MPIO-labeled cells are detectd in the live mouse heart by MRI. One million cells were injected in one location in the mouse heart. Multiple mice (n = 6) were imaged by MRI at the short and long axis images after 1 day and after 1, 2, and 4 weeks, as indicated. In all scans, significant hypointense regions are seen in the location of the MPIO-labeled hAFS cell injection sites. Size and intensity remains essentially unchanged.

FIG. 6.

Quantification of the hypointense region. (A) Depicts the average of the normalized hypointense region volume over time. The average normalized hypointense region volume remained unchanged for the duration of the study. (B) Depicts the average signal intensity of the hypointense region/tissue intensity over time. The average signal intensity of the hypointense regions remained unchanged for the duration of the study.

FIG. 7.

Localization of MPIO labeled hAFS cells in the live mouse heart by MRI and histology. One million cells were injected in two different locations in the left ventricle of the mouse heart. The mice were scanned by MRI after 14 days (A).
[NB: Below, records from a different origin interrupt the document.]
//! Tipos de datos del contrato externo y agregados internos de una
//! resolución. Los nombres de campo serializados son parte del contrato
//! JSON del servicio (`inputType`, `iupac_name`, `mol_block_2d`).

use serde::{Deserialize, Serialize};

/// Clase declarada (o inferida) de una entrada textual.
#[derive(Debug, Clone, Copy, PartialEq, Eq, Serialize, Deserialize)]
pub enum InputKind {
    #[serde(rename = "smiles")]
    Notation,
    #[serde(rename = "name")]
    Name,
}

/// Petición de resolución: texto libre más la clase declarada por el caller.
#[derive(Debug, Clone, Serialize, Deserialize)]
pub struct StructureRequest {
    pub structure: String,
    #[serde(rename = "inputType")]
    pub input_type: InputKind,
}

/// Identidad resuelta de un compuesto. Se produce una vez por resolución y
/// no se muta después.
#[derive(Debug, Clone, PartialEq, Eq)]
pub struct ResolvedIdentity {
    pub canonical_notation: String,
    pub official_name: String,
    pub common_name: Option<String>,
}

/// Propiedades físicas derivadas estrictamente de un grafo sanitizado;
/// nunca se construyen a mano. Pesos redondeados a 4 decimales.
#[derive(Debug, Clone, PartialEq)]
pub struct PhysicalProperties {
    pub formula: String,
    pub molecular_weight: f64,
    pub exact_mass: f64,
    pub standardized_identifier: String,
}

/// Agregado terminal de una resolución. Exactamente uno de {campos
/// poblados, `error`} es significativo: en fallo los campos numéricos
/// quedan en su default cero/vacío y sólo `error` lleva información.
#[derive(Debug, Clone, Default, PartialEq, Serialize, Deserialize)]
pub struct StructureRecord {
    pub iupac_name: String,
    #[serde(skip_serializing_if = "Option::is_none")]
    pub common_name: Option<String>,
    pub smiles: String,
    pub molecular_formula: String,
    pub molecular_weight: f64,
    pub exact_mass: f64,
    pub inchi: String,
    pub functional_groups: Vec<String>,
    pub mol_block_2d: String,
    #[serde(skip_serializing_if = "Option::is_none")]
    pub mol_block_3d: Option<String>,
    #[serde(skip_serializing_if = "Option::is_none")]
    pub svg_2d: Option<String>,
    #[serde(skip_serializing_if = "Option::is_none")]
    pub error: Option<String>,
}

impl StructureRecord {
    /// Registro terminal de fallo: todo en default salvo la razón.
    pub fn failed(reason: impl Into<String>) -> Self {
        StructureRecord { error: Some(reason.into()), ..Default::default() }
    }

    pub fn is_failure(&self) -> bool {
        self.error.is_some()
    }
}

/// Respuesta de la operación Explain.
#[derive(Debug, Clone, Serialize, Deserialize)]
pub struct ExplanationResponse {
    pub explanation: String,
}

#[cfg(test)]
mod tests {
    use super::*;

    #[test]
    fn test_input_kind_wire_names() {
        let req: StructureRequest =
            serde_json::from_str(r#"{"structure": "CCO", "inputType": "smiles"}"#).expect("request parses");
        assert_eq!(req.input_type, InputKind::Notation);
        let req: StructureRequest =
            serde_json::from_str(r#"{"structure": "aspirin", "inputType": "name"}"#).expect("request parses");
        assert_eq!(req.input_type, InputKind::Name);
    }

    #[test]
    fn test_failed_record_defaults() {
        let rec = StructureRecord::failed("Please provide a structure or name");
        assert!(rec.is_failure());
        assert_eq!(rec.molecular_weight, 0.0);
        assert!(rec.smiles.is_empty());
        assert!(rec.functional_groups.is_empty());
        assert!(rec.mol_block_3d.is_none());
    }

    #[test]
    fn test_record_serialization_omits_absent_optionals() {
        let rec = StructureRecord { iupac_name: "ethanol".into(), ..Default::default() };
        let json = serde_json::to_string(&rec).expect("serializes");
        assert!(!json.contains("mol_block_3d"));
        assert!(!json.contains("error"));
        assert!(json.contains("\"iupac_name\":\"ethanol\""));
    }
}
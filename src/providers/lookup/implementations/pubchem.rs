//! Implementación del lookup remoto contra la API PUG REST de PubChem.
//!
//! Cuatro endpoints de sólo lectura, todos acotados por el timeout del
//! cliente. Un 404 es "no encontrado" (Ok(None)); cualquier otro estado no
//! exitoso se reporta como `LookupError::Status` para que el resolvedor lo
//! registre antes de colapsarlo en NotFound. Sin reintentos.

use async_trait::async_trait;
use log::debug;
use serde::Deserialize;

use crate::config::LookupConfig;

use super::super::traitlookup::{CompoundLookup, CompoundProperties, LookupError};

pub struct PubChemLookup {
    client: reqwest::Client,
    base_url: String,
}

impl PubChemLookup {
    /// Construye el cliente con el timeout de la configuración.
    pub fn new(config: &LookupConfig) -> Result<Self, LookupError> {
        let client = reqwest::Client::builder()
            .timeout(std::time::Duration::from_secs(config.timeout_secs))
            .build()
            .map_err(|e| LookupError::Transport(e.to_string()))?;
        Ok(Self { client, base_url: config.base_url.trim_end_matches('/').to_string() })
    }

    async fn get_json<T: for<'de> Deserialize<'de>>(&self, url: &str) -> Result<Option<T>, LookupError> {
        debug!("pubchem GET {url}");
        let response = self.client.get(url).send().await?;
        let status = response.status();
        if status.as_u16() == 404 {
            return Ok(None);
        }
        if !status.is_success() {
            return Err(LookupError::Status(status.as_u16()));
        }
        let payload = response.json::<T>().await.map_err(|e| LookupError::Malformed(e.to_string()))?;
        Ok(Some(payload))
    }
}

impl From<reqwest::Error> for LookupError {
    fn from(e: reqwest::Error) -> Self {
        if e.is_timeout() {
            LookupError::Timeout
        } else if e.is_decode() {
            LookupError::Malformed(e.to_string())
        } else {
            LookupError::Transport(e.to_string())
        }
    }
}

/// Codificación percent de un segmento de ruta (RFC 3986, sin caracteres
/// reservados). Los nombres de compuestos llevan espacios y comas; las
/// notaciones llevan `/`, `+` y `#`.
fn encode_segment(raw: &str) -> String {
    let mut out = String::with_capacity(raw.len());
    for byte in raw.bytes() {
        match byte {
            b'A'..=b'Z' | b'a'..=b'z' | b'0'..=b'9' | b'-' | b'_' | b'.' | b'~' => out.push(byte as char),
            _ => out.push_str(&format!("%{byte:02X}")),
        }
    }
    out
}

#[derive(Deserialize)]
struct CidResponse {
    #[serde(rename = "IdentifierList")]
    identifier_list: Option<IdentifierList>,
}

#[derive(Deserialize)]
struct IdentifierList {
    #[serde(rename = "CID")]
    cid: Vec<u64>,
}

#[derive(Deserialize)]
struct PropertyResponse {
    #[serde(rename = "PropertyTable")]
    property_table: Option<PropertyTable>,
}

#[derive(Deserialize)]
struct PropertyTable {
    #[serde(rename = "Properties")]
    properties: Vec<PropertyRow>,
}

#[derive(Deserialize)]
struct PropertyRow {
    #[serde(rename = "IsomericSMILES")]
    isomeric_smiles: Option<String>,
    #[serde(rename = "CanonicalSMILES")]
    canonical_smiles: Option<String>,
    #[serde(rename = "IUPACName")]
    iupac_name: Option<String>,
}

#[async_trait]
impl CompoundLookup for PubChemLookup {
    async fn cid_for_name(&self, name: &str) -> Result<Option<u64>, LookupError> {
        let url = format!("{}/compound/name/{}/cids/JSON", self.base_url, encode_segment(name));
        let payload: Option<CidResponse> = self.get_json(&url).await?;
        Ok(payload
            .and_then(|p| p.identifier_list)
            .and_then(|list| list.cid.first().copied()))
    }

    async fn properties_for_cid(&self, cid: u64) -> Result<Option<CompoundProperties>, LookupError> {
        let url = format!(
            "{}/compound/cid/{cid}/property/IsomericSMILES,CanonicalSMILES,IUPACName/JSON",
            self.base_url
        );
        let payload: Option<PropertyResponse> = self.get_json(&url).await?;
        let row = payload
            .and_then(|p| p.property_table)
            .and_then(|t| t.properties.into_iter().next());
        Ok(row.map(|r| CompoundProperties {
            isomeric_notation: r.isomeric_smiles,
            canonical_notation: r.canonical_smiles,
            official_name: r.iupac_name,
        }))
    }

    async fn plain_notation_for_cid(&self, cid: u64) -> Result<Option<String>, LookupError> {
        let url = format!("{}/compound/cid/{cid}/property/CanonicalSMILES/TXT", self.base_url);
        debug!("pubchem GET {url}");
        let response = self.client.get(&url).send().await?;
        let status = response.status();
        if status.as_u16() == 404 {
            return Ok(None);
        }
        if !status.is_success() {
            return Err(LookupError::Status(status.as_u16()));
        }
        let text = response.text().await.map_err(|e| LookupError::Malformed(e.to_string()))?;
        let text = text.trim();
        // Un payload de error JSON en el endpoint TXT no es una notación.
        if text.is_empty() || text.starts_with('{') {
            return Ok(None);
        }
        Ok(Some(text.to_string()))
    }

    async fn name_for_notation(&self, notation: &str) -> Result<Option<String>, LookupError> {
        let url = format!(
            "{}/compound/smiles/{}/property/IUPACName/JSON",
            self.base_url,
            encode_segment(notation)
        );
        let payload: Option<PropertyResponse> = self.get_json(&url).await?;
        Ok(payload
            .and_then(|p| p.property_table)
            .and_then(|t| t.properties.into_iter().next())
            .and_then(|r| r.iupac_name))
    }
}

#[cfg(test)]
mod tests {
    use super::*;

    #[test]
    fn test_encode_segment() {
        assert_eq!(encode_segment("acetic acid"), "acetic%20acid");
        assert_eq!(encode_segment("CC(=O)O"), "CC%28%3DO%29O");
        assert_eq!(encode_segment("C#C"), "C%23C");
        assert_eq!(encode_segment("caffeine"), "caffeine");
    }

    #[test]
    fn test_cid_payload_shape() {
        let payload: CidResponse =
            serde_json::from_str(r#"{"IdentifierList": {"CID": [2244]}}"#).expect("parses");
        assert_eq!(payload.identifier_list.unwrap().cid, vec![2244]);
        let empty: CidResponse = serde_json::from_str("{}").expect("parses");
        assert!(empty.identifier_list.is_none());
    }

    #[test]
    fn test_property_payload_shape() {
        let raw = r#"{"PropertyTable": {"Properties": [{
            "CID": 2244,
            "IsomericSMILES": "CC(=O)Oc1ccccc1C(=O)O",
            "CanonicalSMILES": "CC(=O)OC1=CC=CC=C1C(=O)O",
            "IUPACName": "2-acetyloxybenzoic acid"
        }]}}"#;
        let payload: PropertyResponse = serde_json::from_str(raw).expect("parses");
        let row = payload.property_table.unwrap().properties.into_iter().next().unwrap();
        assert_eq!(row.isomeric_smiles.as_deref(), Some("CC(=O)Oc1ccccc1C(=O)O"));
        assert_eq!(row.iupac_name.as_deref(), Some("2-acetyloxybenzoic acid"));
        assert!(row.canonical_smiles.is_some());
    }
}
Cell integration was further confirmed histologically by visualizing MPIOs using fluorescence microscopy (B and C) and by Prussian blue Iron staining indicating that the labeled cells colocalize with the hypointense region seen by MRI (D and E). Further, it was confirmed by immunostaining for a human specific nuclear matrix antibody (Anti-NuMA) to prove colocalization of MPIOs with injected AFS cells (scale bar = 10 μm) (F).